There are lots of optional extras available when it comes to landlord insurance, too. These can give you even more robust cover if you feel you need it. For example, you might want to take out loss of rent cover, which protects you if your property becomes uninhabitable. This is different to rent guarantee cover, which is to protect you if tenants don’t pay rent.
Landlord insurance providers will usually offer comprehensive policies that can be tailored to your specific needs. So, instead of having lots of separate policies, you’ll have one overarching policy that includes a range of different covers.
Who pays building insurance – landlord or tenant?
It’s down to the landlord of a property to pay for buildings insurance – never the tenant/s. Some landlords choose to pass this cost onto their tenants through their rent prices, though.
Multi-property landlord insurance
If you have a property portfolio, you’re likely to save money (and hassle!) by having a multi-property landlord insurance policy. This is where all your properties are covered by the same provider, under one overarching policy. Each property can still have its own unique types of cover, but it just means all your property insurance is handled under one roof.
There’s nothing to say you have to go down the multi-property insurance route. But you’ll probably end up spending a fair bit more if you insure all properties with separate policies.
Does landlord insurance cover tenant damage?
You can definitely get landlord insurance to cover tenant damage, but it’s not guaranteed under all policies. Some providers offer ‘malicious damage caused by a tenant’ as an add-on rather than including it as standard, for example. So it’s definitely worth checking this before you buy.
What’s the average cost of landlord insurance?
Research by NimbleFins shows that the average cost of landlord buildings insurance in the UK is £170 per property per year. But the truth is, the cost of insurance for landlords varies massively depending on a range of different factors. For example, the type of property being insured, the location of the property, and the different types of cover taken out all affect the total cost of the insurance.
How to buy landlord insurance
To buy landlord insurance, you can either shop around yourself, or use an insurance broker or financial advisor. It’s not essential to use a broker or advisor, but it’s worth noting they sometimes have access to better products and deals. It might make sense to get some professional help if you have a large property portfolio, but this probably isn’t needed for just one or two properties.
If you choose to shop around yourself, you should aim to:
- Try multiple comparison sites – not all comparison sites have the same products and deals.
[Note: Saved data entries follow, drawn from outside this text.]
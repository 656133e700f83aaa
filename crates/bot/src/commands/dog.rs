//! `/dog [user]`: react to every message from one user per guild.

use std::collections::HashMap;

use anyhow::Result;
use serenity::all::{
    CommandInteraction, CommandOptionType, Context, CreateCommand, CreateCommandOption, GuildId, Message, ReactionType,
    ResolvedOption, ResolvedValue, UserId,
};
use tokio::sync::RwLock;
use tracing::{info, warn};

use super::{respond, GUILD_ONLY};

/// Which user is being dogged in which guild.
#[derive(Default)]
pub struct DogTargets {
    inner: RwLock<HashMap<GuildId, UserId>>,
}

impl DogTargets {
    pub async fn set(&self, guild: GuildId, user: Option<UserId>) {
        let mut map = self.inner.write().await;
        match user {
            Some(u) => {
                map.insert(guild, u);
            }
            None => {
                map.remove(&guild);
            }
        }
    }

    pub async fn is_target(&self, guild: GuildId, user: UserId) -> bool {
        self.inner.read().await.get(&guild) == Some(&user)
    }
}

pub fn register() -> CreateCommand {
    CreateCommand::new("dog")
        .description("Dog a user")
        .add_option(CreateCommandOption::new(CommandOptionType::User, "user", "User to remind").required(false))
}

pub async fn run(targets: &DogTargets, ctx: &Context, command: &CommandInteraction) -> Result<()> {
    let Some(guild) = command.guild_id else {
        return respond(ctx, command, GUILD_ONLY).await;
    };
    let user = command.data.options().into_iter().find_map(|o| match o {
        ResolvedOption { name: "user", value: ResolvedValue::User(u, _), .. } => Some(u.id),
        _ => None,
    });
    targets.set(guild, user).await;
    info!(guild = %guild, user = ?user, by = %command.user.id, "dog target changed");
    match user {
        Some(u) => respond(ctx, command, format!("Now Dogging: <@{}>", u)).await,
        None => respond(ctx, command, "Dogging Disabled").await,
    }
}

/// React to `msg` when its author is the guild's dog target.
pub async fn on_message(targets: &DogTargets, emote: &str, ctx: &Context, msg: &Message) {
    let Some(guild) = msg.guild_id else { return };
    if !targets.is_target(guild, msg.author.id).await {
        return;
    }
    let reaction = match ReactionType::try_from(emote) {
        Ok(r) => r,
        Err(e) => {
            warn!(emote = %emote, error = %e, "invalid dog emote");
            return;
        }
    };
    if let Err(e) = msg.react(&ctx.http, reaction).await {
        warn!(error = %e, channel = %msg.channel_id, "failed to add dog reaction");
    }
}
- Try searching for and contacting insurance providers that aren’t on comparison sites – some companies offer you a better deal if you go directly to them. And quite a few companies choose not to be listed on comparison sites.
Do I need landlord insurance if renting to family?
You do still need to get insurance designed for landlords if you want to protect your property – even if you’re renting to family members. This is because conventional buildings and contents insurance won’t cover you for a rental property (no matter who it’s rented to).
One thing to bear in mind, though, is that you might not feel the need to take out things like liability insurance if you’re renting to your family (as you probably don’t need to worry about them bringing a legal claim against you)!
Do I need landlord insurance if I live in the property?
You do need insurance specific to landlords if you’re renting out any part of your property, even if you live in it yourself. This is because your usual home insurance won’t be valid if you’ve got one or more tenants.
Tip: you need to get permission from your mortgage lender to rent out any part of your property. And you need to make sure you’ve got a tenancy agreement in place, too, as landlord insurance providers will require you to have this.
Do I need landlord insurance for a flat?
The same rules apply around landlord insurance regardless of whether you’re letting a house or a flat. The only potential difference is that the flat might have a freeholder, who may have organised buildings insurance for the whole building. If this is the case, you’ll need to let them know you’re letting your flat. That way they can update the policy to make sure your flat’s covered.
In a nutshell: if you’re letting a flat then, yes, you need insurance designed specifically for landlords to protect your property.
How to make a landlord insurance claim
To make a claim on your landlord insurance:
- Call your insurance provider’s claims number.
- Tell them all about the incident that led you to make a claim and answer their questions in detail.
- Double check your excess, and pay this.
- Be sure to follow any advice your insurer gives around limiting damage to your property.
- Double check your insurance documents to find out what timelines you can expect when it comes to getting your payout.
- Send any paperwork, photos and evidence you insurer asks for.
- Be ready to meet with an assessor if needed – your insurer might want to take a look at your property to assess damage.
Also, be sure to call the police and file a report if your property is the subject of any illegal activity, like a break-in or malicious damage by your tenants.
Landlord insurance policies: key terms
Insurance jargon can get pretty heavy, so it’s important to ask your provider for clarification around anything you’re unsure of. Some useful terms to know are:
- Perils: an event that leads to property damage – your policy will outline exactly what’s covered here; things like fire, lightning and vandalism.
- Sum insured: the maximum amount of money your insurer will pay out for each type of cover – for example, for your contents cover it might be £25,000. You can choose what you want the sum insured to be when you buy your insurance.
- Rebuild cost: the amount of money it would cost to rebuild your property if needed. You can choose the rebuild cost you need to be covered for when you buy your insurance.
- Excess: the amount you have to pay upfront if you need to make a claim. Setting a higher excess lowers your premium, while going for a lower excess makes your premium more expensive.
- Exclusions: things that aren’t covered by your insurance policy. These usually include certain risks insurers won’t provide cover for, like natural disasters, as well as things like general wear and tear and pre-existing damage. All exclusions will be outlined clearly in your policy documents.
A quick summary
Landlord insurance isn’t a legal requirement, but mortgage lenders will usually require you to at least some form of cover. Conventional home insurance isn’t valid for rental properties – so it’s crucial to make sure you’ve got landlord-specific cover for the areas you want and to make sure you’re fully protected. The landlord insurance provider you choose will depend on circumstance and your preferences. For larger property portfolios, it can help to get advice from an insurance broker or financial advisor.